### TASK ITEM
Read the listing and extract each line that includes the word "device".

### DATA UNDER STUDY
▬▬▬▬▬▬
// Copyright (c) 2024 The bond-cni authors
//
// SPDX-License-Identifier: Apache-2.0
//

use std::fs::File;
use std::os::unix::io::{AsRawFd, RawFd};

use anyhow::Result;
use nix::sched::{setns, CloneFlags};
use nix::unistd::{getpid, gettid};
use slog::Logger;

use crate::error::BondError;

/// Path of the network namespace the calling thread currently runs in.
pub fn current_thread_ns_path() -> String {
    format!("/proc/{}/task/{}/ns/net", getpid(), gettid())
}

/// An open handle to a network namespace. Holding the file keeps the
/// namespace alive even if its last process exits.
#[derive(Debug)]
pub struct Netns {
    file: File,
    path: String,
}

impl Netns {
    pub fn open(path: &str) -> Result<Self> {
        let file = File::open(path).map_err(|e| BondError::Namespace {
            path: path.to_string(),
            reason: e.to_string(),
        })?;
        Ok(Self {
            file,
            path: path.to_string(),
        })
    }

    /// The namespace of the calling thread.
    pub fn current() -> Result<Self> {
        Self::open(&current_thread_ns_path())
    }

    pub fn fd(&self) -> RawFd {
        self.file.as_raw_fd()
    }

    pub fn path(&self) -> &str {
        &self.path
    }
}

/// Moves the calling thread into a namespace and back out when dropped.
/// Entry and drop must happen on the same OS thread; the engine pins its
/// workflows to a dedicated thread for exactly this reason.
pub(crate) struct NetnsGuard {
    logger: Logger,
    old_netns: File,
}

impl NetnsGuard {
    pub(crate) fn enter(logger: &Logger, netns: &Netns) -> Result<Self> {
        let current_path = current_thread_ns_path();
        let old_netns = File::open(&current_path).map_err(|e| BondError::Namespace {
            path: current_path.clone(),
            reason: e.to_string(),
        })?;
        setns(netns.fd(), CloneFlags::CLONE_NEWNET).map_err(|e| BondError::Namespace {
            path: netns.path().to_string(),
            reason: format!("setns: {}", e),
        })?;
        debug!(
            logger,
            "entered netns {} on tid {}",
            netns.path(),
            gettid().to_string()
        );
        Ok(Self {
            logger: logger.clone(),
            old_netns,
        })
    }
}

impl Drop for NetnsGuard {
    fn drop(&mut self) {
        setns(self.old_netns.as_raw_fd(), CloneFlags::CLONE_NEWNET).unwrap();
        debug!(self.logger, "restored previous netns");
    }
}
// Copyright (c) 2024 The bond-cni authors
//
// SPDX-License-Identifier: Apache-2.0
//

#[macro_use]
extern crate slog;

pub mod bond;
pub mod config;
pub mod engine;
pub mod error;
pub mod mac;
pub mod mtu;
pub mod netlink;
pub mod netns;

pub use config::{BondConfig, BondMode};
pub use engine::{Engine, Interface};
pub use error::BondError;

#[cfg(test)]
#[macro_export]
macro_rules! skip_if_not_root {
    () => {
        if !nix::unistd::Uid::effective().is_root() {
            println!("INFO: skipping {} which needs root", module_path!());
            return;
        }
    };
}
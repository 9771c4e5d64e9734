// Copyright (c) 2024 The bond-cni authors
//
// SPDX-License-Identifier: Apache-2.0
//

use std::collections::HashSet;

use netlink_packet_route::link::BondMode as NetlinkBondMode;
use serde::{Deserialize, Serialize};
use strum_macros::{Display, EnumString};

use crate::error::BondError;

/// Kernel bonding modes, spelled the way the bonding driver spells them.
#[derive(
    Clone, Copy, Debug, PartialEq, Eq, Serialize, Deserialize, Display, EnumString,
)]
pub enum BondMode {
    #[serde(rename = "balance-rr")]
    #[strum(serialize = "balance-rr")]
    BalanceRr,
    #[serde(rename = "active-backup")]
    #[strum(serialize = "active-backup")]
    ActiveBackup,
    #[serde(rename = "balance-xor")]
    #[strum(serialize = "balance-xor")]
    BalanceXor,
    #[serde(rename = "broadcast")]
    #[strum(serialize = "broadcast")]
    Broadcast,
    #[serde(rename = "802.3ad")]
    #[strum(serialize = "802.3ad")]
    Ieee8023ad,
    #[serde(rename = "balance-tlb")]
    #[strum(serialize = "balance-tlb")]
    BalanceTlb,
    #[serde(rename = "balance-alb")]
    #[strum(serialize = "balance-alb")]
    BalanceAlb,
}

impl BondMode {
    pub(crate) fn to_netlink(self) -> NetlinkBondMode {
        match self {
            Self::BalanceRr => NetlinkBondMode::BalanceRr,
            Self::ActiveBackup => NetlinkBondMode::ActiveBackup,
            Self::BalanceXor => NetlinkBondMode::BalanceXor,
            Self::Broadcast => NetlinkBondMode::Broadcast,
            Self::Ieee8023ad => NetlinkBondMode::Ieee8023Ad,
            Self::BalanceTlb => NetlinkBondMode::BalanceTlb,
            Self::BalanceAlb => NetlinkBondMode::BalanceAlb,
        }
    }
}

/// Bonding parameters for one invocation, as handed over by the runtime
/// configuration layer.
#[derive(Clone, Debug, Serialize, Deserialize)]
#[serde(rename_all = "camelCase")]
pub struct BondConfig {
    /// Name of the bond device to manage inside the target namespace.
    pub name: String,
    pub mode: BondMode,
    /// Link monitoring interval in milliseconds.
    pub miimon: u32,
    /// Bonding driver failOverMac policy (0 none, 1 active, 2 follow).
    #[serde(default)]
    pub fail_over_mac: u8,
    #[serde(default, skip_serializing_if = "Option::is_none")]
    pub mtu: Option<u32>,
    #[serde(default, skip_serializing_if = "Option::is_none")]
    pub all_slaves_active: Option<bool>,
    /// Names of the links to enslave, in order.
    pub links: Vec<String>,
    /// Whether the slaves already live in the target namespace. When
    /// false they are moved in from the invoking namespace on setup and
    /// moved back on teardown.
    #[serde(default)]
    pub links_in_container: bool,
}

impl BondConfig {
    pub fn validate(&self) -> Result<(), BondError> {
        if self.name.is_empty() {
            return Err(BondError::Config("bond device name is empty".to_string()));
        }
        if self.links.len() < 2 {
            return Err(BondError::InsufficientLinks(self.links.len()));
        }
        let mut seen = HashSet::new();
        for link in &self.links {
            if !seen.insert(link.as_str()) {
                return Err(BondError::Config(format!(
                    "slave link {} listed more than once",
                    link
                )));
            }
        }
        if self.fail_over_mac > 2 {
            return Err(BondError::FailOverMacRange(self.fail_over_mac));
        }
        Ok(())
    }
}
▬▬▬▬▬▬
### OUTPUT BELOW
    /// Name of the bond device to manage inside the target namespace.
            return Err(BondError::Config("bond device name is empty".to_string()));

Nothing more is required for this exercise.